Books

A dinner party where women talk food

Alissa Wilkinson imagines Maya Angelou hosting Hannah Arendt, Octavia Butler, Laurie Colwin, and others.

It’s a familiar party game: imagine your ideal dinner party. Invite anyone, living or dead. Who would you bring to the table? Alissa Wilkinson gathers together a group of vital 20th-century women, mostly Americans, who have participated in changing the way our culture thinks about food and community. Her idiosyncratic experiment in biography through food makes for delightful reading. “A dinner party,” she writes, “creates a universe.”
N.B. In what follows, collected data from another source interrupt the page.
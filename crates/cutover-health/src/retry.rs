//! Bounded retry combinator.
//!
//! Runs an operation up to `max_attempts` times, sleeping between failed
//! attempts according to a `Backoff`. Each sleep races the abort signal,
//! so an operator abort is observed at the next polling tick.

use std::future::Future;
use std::time::Duration;

use tracing::debug;

use cutover_core::{AbortSignal, Backoff};

use crate::clock::Clock;

/// How a retried operation ended. Every failed attempt's error is kept,
/// oldest first.
#[derive(Debug)]
pub enum RetryOutcome<T, E> {
    Succeeded {
        value: T,
        attempts: u32,
        failures: Vec<E>,
    },
    Exhausted {
        attempts: u32,
        failures: Vec<E>,
    },
    Aborted {
        attempts: u32,
        failures: Vec<E>,
    },
}

impl<T, E> RetryOutcome<T, E> {
    /// Number of attempts actually made.
    pub fn attempts(&self) -> u32 {
        match self {
            RetryOutcome::Succeeded { attempts, .. }
            | RetryOutcome::Exhausted { attempts, .. }
            | RetryOutcome::Aborted { attempts, .. } => *attempts,
        }
    }

    pub fn is_success(&self) -> bool {
        matches!(self, RetryOutcome::Succeeded { .. })
    }
}

/// Retry `op` (called with the 1-based attempt number) until it succeeds,
/// `max_attempts` is reached, or `abort` fires.
///
/// Attempts are strictly sequential. The delay after the n-th failure is
/// `backoff.delay(interval, n)`. No sleep follows the final attempt.
pub async fn retry_with_backoff<T, E, F, Fut>(
    clock: &dyn Clock,
    max_attempts: u32,
    interval: Duration,
    backoff: Backoff,
    abort: &mut AbortSignal,
    mut op: F,
) -> RetryOutcome<T, E>
where
    F: FnMut(u32) -> Fut,
    Fut: Future<Output = Result<T, E>>,
{
    let max_attempts = max_attempts.max(1);
    let mut failures = Vec::new();
    let mut attempt = 0;

    loop {
        if abort.is_aborted() {
            return RetryOutcome::Aborted {
                attempts: attempt,
                failures,
            };
        }

        attempt += 1;
        match op(attempt).await {
            Ok(value) => {
                return RetryOutcome::Succeeded {
                    value,
                    attempts: attempt,
                    failures,
                }
            }
            Err(e) => failures.push(e),
        }

        if attempt >= max_attempts {
            return RetryOutcome::Exhausted {
                attempts: attempt,
                failures,
            };
        }

        let delay = backoff.delay(interval, attempt);
        debug!(attempt, max_attempts, ?delay, "attempt failed, retrying");

        tokio::select! {
            _ = clock.sleep(delay) => {}
            _ = abort.aborted() => {
                return RetryOutcome::Aborted { attempts: attempt, failures };
            }
        }
    }
}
The women she invites aren’t all obvious choices, nor are they all connected to food in obvious ways. Hannah Arendt was not exactly known as a food writer. Octavia Butler, the mother of Afrofuturism, lived an extremely frugal life in order to prioritize her writing. Her idea of a feast was the Pasadena Public Library, where she spent hours doing what she called “grazing.”
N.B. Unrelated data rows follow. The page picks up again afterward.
//! Environment lifecycle manager.
//!
//! Tracks every environment by key (`{service}/{slot}`) and enforces the
//! lifecycle graph on each state change. Backend calls are made without
//! holding the table lock.

use std::collections::HashMap;
use std::sync::{Arc, RwLock};

use tracing::{debug, info, warn};

use cutover_core::{
    epoch_secs, CutoverError, CutoverResult, Environment, EnvironmentSpec, LifecycleState,
};

use crate::backend::ComputeBackend;

/// Starts, stops, and tracks environments. Cheap to clone.
#[derive(Clone)]
pub struct EnvironmentManager {
    backend: Arc<dyn ComputeBackend>,
    envs: Arc<RwLock<HashMap<String, Environment>>>,
}

impl EnvironmentManager {
    pub fn new(backend: Arc<dyn ComputeBackend>) -> Self {
        Self {
            backend,
            envs: Arc::new(RwLock::new(HashMap::new())),
        }
    }

    /// Start an environment.
    ///
    /// Starting an environment that is already `Starting`, `Healthy`, or
    /// `Live` is a no-op returning the current record. A terminated slot
    /// may be started again with a fresh record. If the platform refuses,
    /// the environment ends `Terminated` and the error is returned.
    pub async fn start(&self, spec: EnvironmentSpec) -> CutoverResult<Environment> {
        let key = spec.key();
        let now = epoch_secs();

        let env = {
            let mut envs = self.envs.write().expect("envs lock");
            match envs.get(&key) {
                Some(existing) if existing.state.is_started() => {
                    debug!(env = %key, state = %existing.state, "already started");
                    return Ok(existing.clone());
                }
                Some(existing)
                    if !existing.state.is_terminal()
                        && existing.state != LifecycleState::Pending =>
                {
                    return Err(CutoverError::InvalidTransition {
                        environment: key,
                        from: existing.state,
                        to: LifecycleState::Starting,
                    });
                }
                _ => {}
            }
            let mut env = Environment::from_spec(spec.clone(), now);
            env.state = LifecycleState::Starting;
            envs.insert(key.clone(), env.clone());
            env
        };

        info!(env = %key, version = %spec.version, replicas = spec.replicas, "starting environment");

        if let Err(e) = self.backend.start(&spec).await {
            warn!(env = %key, error = %e, "platform failed to start environment");
            self.set_state(&key, LifecycleState::Terminated);
            return Err(e);
        }
        Ok(env)
    }

    /// Stop an environment and mark it `Terminated`.
    ///
    /// Unknown or already terminated environments yield `NotFound`. If the
    /// platform call fails the recorded state is left unchanged.
    pub async fn stop(&self, key: &str) -> CutoverResult<()> {
        let env = self.live_record(key)?;

        info!(env = %key, "stopping environment");
        self.backend.stop(&env).await?;
        self.set_state(key, LifecycleState::Terminated);
        Ok(())
    }

    /// Change the replica count of a running environment.
    pub async fn scale(&self, key: &str, replicas: u32) -> CutoverResult<Environment> {
        let env = self.live_record(key)?;
        if env.replicas == replicas {
            return Ok(env);
        }

        info!(env = %key, from = env.replicas, to = replicas, "scaling environment");
        self.backend.scale(&env, replicas).await?;

        let mut envs = self.envs.write().expect("envs lock");
        let entry = envs
            .get_mut(key)
            .ok_or_else(|| CutoverError::NotFound(key.to_string()))?;
        entry.replicas = replicas;
        entry.updated_at = epoch_secs();
        Ok(entry.clone())
    }

    /// Record a lifecycle transition.
    ///
    /// Fails with `InvalidTransition` if the lifecycle graph forbids it.
    pub fn mark(&self, key: &str, next: LifecycleState) -> CutoverResult<Environment> {
        let mut envs = self.envs.write().expect("envs lock");
        let env = envs
            .get_mut(key)
            .ok_or_else(|| CutoverError::NotFound(key.to_string()))?;

        if !env.state.can_transition_to(next) {
            return Err(CutoverError::InvalidTransition {
                environment: key.to_string(),
                from: env.state,
                to: next,
            });
        }
        if env.state != next {
            debug!(env = %key, from = %env.state, to = %next, "lifecycle transition");
            env.state = next;
            env.updated_at = epoch_secs();
        }
        Ok(env.clone())
    }

    /// Register an environment that is already running, such as the
    /// stable environment recorded by a previous rollout. No platform
    /// call is made.
    pub fn adopt(&self, env: Environment) {
        let key = env.key();
        debug!(env = %key, state = %env.state, "adopting environment");
        self.envs.write().expect("envs lock").insert(key, env);
    }

    pub fn status(&self, key: &str) -> CutoverResult<LifecycleState> {
        self.get(key)
            .map(|env| env.state)
            .ok_or_else(|| CutoverError::NotFound(key.to_string()))
    }

    pub fn get(&self, key: &str) -> Option<Environment> {
        self.envs.read().expect("envs lock").get(key).cloned()
    }

    /// All environments of a service, sorted by slot.
    pub fn list(&self, service: &str) -> Vec<Environment> {
        let envs = self.envs.read().expect("envs lock");
        let mut out: Vec<Environment> = envs
            .values()
            .filter(|env| env.service == service)
            .cloned()
            .collect();
        out.sort_by(|a, b| a.slot.cmp(&b.slot));
        out
    }

    /// The record of a non-terminated environment.
    fn live_record(&self, key: &str) -> CutoverResult<Environment> {
        match self.get(key) {
            Some(env) if !env.state.is_terminal() => Ok(env),
            _ => Err(CutoverError::NotFound(key.to_string())),
        }
    }

    /// Unconditional state write for platform-driven outcomes.
    fn set_state(&self, key: &str, state: LifecycleState) {
        if let Some(env) = self.envs.write().expect("envs lock").get_mut(key) {
            env.state = state;
            env.updated_at = epoch_secs();
        }
    }
}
At Wilkinson’s dinner party, Butler sits perhaps somewhat shyly next to Elizabeth David, a British writer who, because she couldn’t actually buy a tomato in postwar England, began the transformation of British home cooking through her imagination. She was in a hotel in Ross-on-Wye when, “hardly knowing what [she] was doing,” she took a piece of paper and began to gather her memories of better times and better places and, especially, better food.